To evaluate the diagnostic accuracy of sentinel lymph node (SLN) biopsy and to determine clinical significance of preoperative single-photon emission computed tomography/computed tomography (SPECT-CT). We retrospectively evaluate data and images of 55 women with stage IAB-IIA cervical cancer that underwent sentinel lymph node biopsy and subsequent lymph node dissection. 99mTc-phytate (300MBq) was injected submucosally in 4 points and SPECT-CT started 2h after the injection. All lymph nodes (LN) that accumulated radiocolloids were regarded as sentinel. Next day after the mapping radical hysterectomy with complete pelvic and parametrial LN dissection and SLN biopsy were performed according to the institute protocol. SPECT-CT identified SLNs in 51 of 55 patients. All SLNs were successfully detected during the surgery. The SLN mapping efficacy was 92.7%. LN metastases were diagnosed in 6/51 (11.8%) cases, including 2 patients with positive SLNs.
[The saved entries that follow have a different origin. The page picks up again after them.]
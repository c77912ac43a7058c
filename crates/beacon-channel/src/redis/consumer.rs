use super::{RedisChannelConfig, FIELD_EVENT_TYPE, FIELD_PAYLOAD, FIELD_ROUTING_KEY};
use beacon_core::channel::{Binding, EnvelopeHandler};
use beacon_core::error::HandlerError;
use beacon_core::event::EventEnvelope;
use redis::aio::ConnectionManager;
use redis::streams::{StreamId, StreamReadReply};
use redis::RedisResult;
use std::sync::Arc;
use std::time::Duration;
use tokio::time::Instant;
use tracing::{debug, error, info, trace, warn};

/// Reads this consumer's own pending history instead of new entries.
const PENDING_HISTORY: &str = "0";
const NEW_ENTRIES: &str = ">";

pub(crate) struct Consumer {
    conn: ConnectionManager,
    stream_key: String,
    group: String,
    name: String,
    handler: Arc<dyn EnvelopeHandler>,
    batch_size: usize,
    poll_interval: Duration,
    redelivery_interval: Duration,
}

impl Consumer {
    pub(crate) fn new(
        conn: ConnectionManager,
        config: &RedisChannelConfig,
        binding: &Binding,
        handler: Arc<dyn EnvelopeHandler>,
    ) -> Self {
        Self {
            conn,
            stream_key: config.stream_key(&binding.routing_key),
            group: binding.queue_name(&config.service_name),
            name: config.consumer_name.clone(),
            handler,
            batch_size: config.batch_size.max(1),
            poll_interval: config.poll_interval,
            redelivery_interval: config.redelivery_interval,
        }
    }

    pub(crate) fn stream_key(&self) -> &str {
        &self.stream_key
    }

    pub(crate) fn group(&self) -> &str {
        &self.group
    }

    /// Creates the consumer group (and the stream) if missing.
    pub(crate) async fn ensure_group(&mut self) -> RedisResult<()> {
        let result: RedisResult<()> = redis::cmd("XGROUP")
            .arg("CREATE")
            .arg(&self.stream_key)
            .arg(&self.group)
            .arg("0")
            .arg("MKSTREAM")
            .query_async(&mut self.conn)
            .await;

        match result {
            Err(err) if err.code() == Some("BUSYGROUP") => Ok(()),
            other => other,
        }
    }

    pub(crate) async fn run(mut self) {
        info!(stream = %self.stream_key, group = %self.group, consumer = %self.name, "consumer started");

        self.redeliver_pending().await;
        let mut last_redelivery = Instant::now();

        loop {
            if last_redelivery.elapsed() >= self.redelivery_interval {
                self.redeliver_pending().await;
                last_redelivery = Instant::now();
            }

            match self.read(NEW_ENTRIES).await {
                Ok(entries) if entries.is_empty() => {
                    tokio::time::sleep(self.poll_interval).await;
                }
                Ok(entries) => {
                    for entry in entries {
                        self.process(entry).await;
                    }
                }
                Err(err) if err.code() == Some("NOGROUP") => {
                    warn!(group = %self.group, "consumer group vanished, recreating");
                    if let Err(err) = self.ensure_group().await {
                        warn!(group = %self.group, error = %err, "failed to recreate consumer group");
                        tokio::time::sleep(self.poll_interval).await;
                    }
                }
                Err(err) => {
                    warn!(stream = %self.stream_key, error = %err, "XREADGROUP failed");
                    tokio::time::sleep(self.poll_interval).await;
                }
            }
        }
    }

    /// Walks this consumer's pending list once, oldest first.
    async fn redeliver_pending(&mut self) {
        let mut cursor = PENDING_HISTORY.to_string();
        loop {
            let entries = match self.read(&cursor).await {
                Ok(entries) => entries,
                Err(err) => {
                    if err.code() == Some("NOGROUP") {
                        if let Err(err) = self.ensure_group().await {
                            warn!(group = %self.group, error = %err, "failed to recreate consumer group");
                        }
                    } else {
                        warn!(group = %self.group, error = %err, "failed to read pending entries");
                    }
                    return;
                }
            };
            let Some(last) = entries.last() else {
                return;
            };
            cursor = last.id.clone();
            debug!(group = %self.group, count = entries.len(), "redelivering pending entries");
            for entry in entries {
                self.process(entry).await;
            }
        }
    }

    async fn read(&mut self, id: &str) -> RedisResult<Vec<StreamId>> {
        let reply: Option<StreamReadReply> = redis::cmd("XREADGROUP")
            .arg("GROUP")
            .arg(&self.group)
            .arg(&self.name)
            .arg("COUNT")
            .arg(self.batch_size)
            .arg("STREAMS")
            .arg(&self.stream_key)
            .arg(id)
            .query_async(&mut self.conn)
            .await?;

        Ok(reply
            .map(|reply| reply.keys.into_iter().flat_map(|key| key.ids).collect())
            .unwrap_or_default())
    }

    async fn process(&mut self, entry: StreamId) {
        let Some(envelope) = envelope_from(&entry) else {
            error!(group = %self.group, id = %entry.id, "discarding malformed stream entry");
            self.ack(&entry.id).await;
            return;
        };

        match self.handler.handle(&envelope).await {
            Ok(()) => self.ack(&entry.id).await,
            Err(HandlerError::Decode(err)) => {
                error!(group = %self.group, id = %entry.id, error = %err, "discarding undecodable message");
                self.ack(&entry.id).await;
            }
            Err(err) => {
                error!(group = %self.group, id = %entry.id, error = %err, "handler failed, entry left pending");
            }
        }
    }

    async fn ack(&mut self, id: &str) {
        let result: RedisResult<i64> = redis::cmd("XACK")
            .arg(&self.stream_key)
            .arg(&self.group)
            .arg(id)
            .query_async(&mut self.conn)
            .await;

        match result {
            Ok(_) => trace!(group = %self.group, id, "entry acknowledged"),
            Err(err) => warn!(group = %self.group, id, error = %err, "XACK failed, entry will be redelivered"),
        }
    }
}

fn envelope_from(entry: &StreamId) -> Option<EventEnvelope> {
    Some(EventEnvelope {
        event_type: entry.get(FIELD_EVENT_TYPE)?,
        routing_key: entry.get(FIELD_ROUTING_KEY)?,
        payload: entry.get(FIELD_PAYLOAD)?,
    })
}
Sensitivity, negative predictive value (NPV) and false-negative rate for SLN biopsy were as follows: 33.4%, 91.8% and 66.6%. In patients with unilateral SPECT-CT localization of SLNs, LN metastases were identified in 4 (20%) of 20 patients but SLN biopsy was false negative in all cases. In 31 women, SPECT-CT detected SLNs on both sides of the pelvis. In this group, regional LN metastases were diagnosed in 2 patients, and in both cases metastases were detected only in SLNs. In women with SPECT-CT visualization of SLNs on both sides of the pelvis, SLN biopsy had high sensitivity and NPV. In patients with unilateral SLN localization, SLN biopsy cannot be used for the prediction of regional LN status.